● **Requirement**
Every record below is to be restated word for word.

● **Material provided**
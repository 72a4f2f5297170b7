//! `hydra serve-api`: exposes the Pool Facade and Orchestrator over HTTP
//! (spec.md §6 "serve-api"), plus the ambient `/metrics` and `/health`
//! routes from `hydra-observability`. Grounded on the `axum::Router` /
//! `with_state` shape in `dashflow-observability`'s websocket server.

use std::net::SocketAddr;
use std::sync::Arc;

use axum::extract::State;
use axum::http::StatusCode;
use axum::response::{IntoResponse, Response};
use axum::routing::{get, post};
use axum::{Json, Router};
use clap::Args;
use serde::{Deserialize, Serialize};
use tracing::info;

use crate::context::AppContext;
use hydra_core::request::Request as GenerateRequest;
use hydra_core::Error;
use hydra_orchestrator::Orchestrator;

#[derive(Args)]
pub struct ServeApiArgs {
    /// Address to bind the HTTP server to.
    #[arg(long, default_value = "127.0.0.1:8080")]
    bind: SocketAddr,
}

struct ApiState {
    ctx: AppContext,
    orchestrator: Orchestrator,
}

#[derive(Deserialize)]
struct GenerateBody {
    prompt: String,
    model: Option<String>,
}

#[derive(Serialize)]
struct GenerateReply {
    text: String,
    model: String,
    node_id: String,
    duration_ms: u64,
}

#[derive(Deserialize)]
struct OrchestrateBody {
    prompt: String,
}

#[derive(Serialize)]
struct OrchestrateReply {
    response: String,
    confidence: f64,
    explanations: Vec<String>,
}

#[derive(Serialize)]
struct NodeSummary {
    id: String,
    host: String,
    port: u16,
    healthy: bool,
    success_rate: f64,
}

struct ApiError(Error);

impl IntoResponse for ApiError {
    fn into_response(self) -> Response {
        let status = match self.0.kind() {
            hydra_core::error::ErrorKind::NoHealthyNodes => StatusCode::SERVICE_UNAVAILABLE,
            hydra_core::error::ErrorKind::Configuration => StatusCode::BAD_REQUEST,
            hydra_core::error::ErrorKind::PermissionDenied => StatusCode::FORBIDDEN,
            _ => StatusCode::INTERNAL_SERVER_ERROR,
        };
        (status, self.0.to_string()).into_response()
    }
}

impl From<Error> for ApiError {
    fn from(err: Error) -> Self {
        ApiError(err)
    }
}

async fn generate_handler(
    State(state): State<Arc<ApiState>>,
    Json(body): Json<GenerateBody>,
) -> Result<Json<GenerateReply>, ApiError> {
    let mut req = GenerateRequest::new(body.prompt);
    if let Some(model) = body.model {
        req = req.with_model(model);
    }
    let resp = state.ctx.pool.generate(&req).await?;
    Ok(Json(GenerateReply {
        text: resp.text,
        model: resp.model,
        node_id: resp.node_id.to_string(),
        duration_ms: resp.duration_ms,
    }))
}

async fn orchestrate_handler(
    State(state): State<Arc<ApiState>>,
    Json(body): Json<OrchestrateBody>,
) -> Result<Json<OrchestrateReply>, ApiError> {
    let result = state.orchestrator.orchestrate(&body.prompt).await?;
    Ok(Json(OrchestrateReply {
        response: result.response,
        confidence: result.confidence,
        explanations: result.explanations,
    }))
}

async fn nodes_handler(State(state): State<Arc<ApiState>>) -> Json<Vec<NodeSummary>> {
    let nodes = state
        .ctx
        .pool
        .node_resources()
        .into_iter()
        .map(|n| NodeSummary { id: n.id.0, host: n.host, port: n.port, healthy: n.healthy, success_rate: n.success_rate() })
        .collect();
    Json(nodes)
}

pub async fn run(args: ServeApiArgs, ctx: AppContext) -> hydra_core::Result<()> {
    hydra_observability::metrics::init_recorder().ok();

    let orchestrator = Orchestrator::new(ctx.pool.clone(), ctx.config.clone());
    let state = Arc::new(ApiState { ctx, orchestrator });

    let app = Router::new()
        .route("/api/generate", post(generate_handler))
        .route("/api/orchestrate", post(orchestrate_handler))
        .route("/api/nodes", get(nodes_handler))
        .with_state(state)
        .merge(hydra_observability::metrics_server::router());

    info!(bind = %args.bind, "serve-api listening");
    let listener = tokio::net::TcpListener::bind(args.bind)
        .await
        .map_err(|e| Error::configuration(format!("binding {}: {e}", args.bind)))?;
    axum::serve(listener, app).await.map_err(|e| Error::configuration(format!("serving: {e}")))?;
    Ok(())
}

● **Response box**
repository 72a4f2f5297170b7
//! `hydra serve-api`: exposes the Pool Facade and Orchestrator over HTTP
//! (spec.md §6 "serve-api"), plus the ambient `/metrics` and `/health`
//! routes from `hydra-observability`. Grounded on the `axum::Router` /
//! `with_state` shape in `dashflow-observability`'s websocket server.

use std::net::SocketAddr;
use std::sync::Arc;

use axum::extract::State;
use axum::http::StatusCode;
use axum::response::{IntoResponse, Response};
use axum::routing::{get, post};
use axum::{Json, Router};
use clap::Args;
use serde::{Deserialize, Serialize};
use tracing::info;

use crate::context::AppContext;
use hydra_core::request::Request as GenerateRequest;
use hydra_core::Error;
use hydra_orchestrator::Orchestrator;

#[derive(Args)]
pub struct ServeApiArgs {
    /// Address to bind the HTTP server to.
    #[arg(long, default_value = "127.0.0.1:8080")]
    bind: SocketAddr,
}

struct ApiState {
    ctx: AppContext,
    orchestrator: Orchestrator,
}

#[derive(Deserialize)]
struct GenerateBody {
    prompt: String,
    model: Option<String>,
}

#[derive(Serialize)]
struct GenerateReply {
    text: String,
    model: String,
    node_id: String,
    duration_ms: u64,
}

#[derive(Deserialize)]
struct OrchestrateBody {
    prompt: String,
}

#[derive(Serialize)]
struct OrchestrateReply {
    response: String,
    confidence: f64,
    explanations: Vec<String>,
}

#[derive(Serialize)]
struct NodeSummary {
    id: String,
    host: String,
    port: u16,
    healthy: bool,
    success_rate: f64,
}

struct ApiError(Error);

impl IntoResponse for ApiError {
    fn into_response(self) -> Response {
        let status = match self.0.kind() {
            hydra_core::error::ErrorKind::NoHealthyNodes => StatusCode::SERVICE_UNAVAILABLE,
            hydra_core::error::ErrorKind::Configuration => StatusCode::BAD_REQUEST,
            hydra_core::error::ErrorKind::PermissionDenied => StatusCode::FORBIDDEN,
            _ => StatusCode::INTERNAL_SERVER_ERROR,
        };
        (status, self.0.to_string()).into_response()
    }
}

impl From<Error> for ApiError {
    fn from(err: Error) -> Self {
        ApiError(err)
    }
}

async fn generate_handler(
    State(state): State<Arc<ApiState>>,
    Json(body): Json<GenerateBody>,
) -> Result<Json<GenerateReply>, ApiError> {
    let mut req = GenerateRequest::new(body.prompt);
    if let Some(model) = body.model {
        req = req.with_model(model);
    }
    let resp = state.ctx.pool.generate(&req).await?;
    Ok(Json(GenerateReply {
        text: resp.text,
        model: resp.model,
        node_id: resp.node_id.to_string(),
        duration_ms: resp.duration_ms,
    }))
}

async fn orchestrate_handler(
    State(state): State<Arc<ApiState>>,
    Json(body): Json<OrchestrateBody>,
) -> Result<Json<OrchestrateReply>, ApiError> {
    let result = state.orchestrator.orchestrate(&body.prompt).await?;
    Ok(Json(OrchestrateReply {
        response: result.response,
        confidence: result.confidence,
        explanations: result.explanations,
    }))
}

async fn nodes_handler(State(state): State<Arc<ApiState>>) -> Json<Vec<NodeSummary>> {
    let nodes = state
        .ctx
        .pool
        .node_resources()
        .into_iter()
        .map(|n| NodeSummary { id: n.id.0, host: n.host, port: n.port, healthy: n.healthy, success_rate: n.success_rate() })
        .collect();
    Json(nodes)
}

pub async fn run(args: ServeApiArgs, ctx: AppContext) -> hydra_core::Result<()> {
    hydra_observability::metrics::init_recorder().ok();

    let orchestrator = Orchestrator::new(ctx.pool.clone(), ctx.config.clone());
    let state = Arc::new(ApiState { ctx, orchestrator });

    let app = Router::new()
        .route("/api/generate", post(generate_handler))
        .route("/api/orchestrate", post(orchestrate_handler))
        .route("/api/nodes", get(nodes_handler))
        .with_state(state)
        .merge(hydra_observability::metrics_server::router());

    info!(bind = %args.bind, "serve-api listening");
    let listener = tokio::net::TcpListener::bind(args.bind)
        .await
        .map_err(|e| Error::configuration(format!("binding {}: {e}", args.bind)))?;
    axum::serve(listener, app).await.map_err(|e| Error::configuration(format!("serving: {e}")))?;
    Ok(())
}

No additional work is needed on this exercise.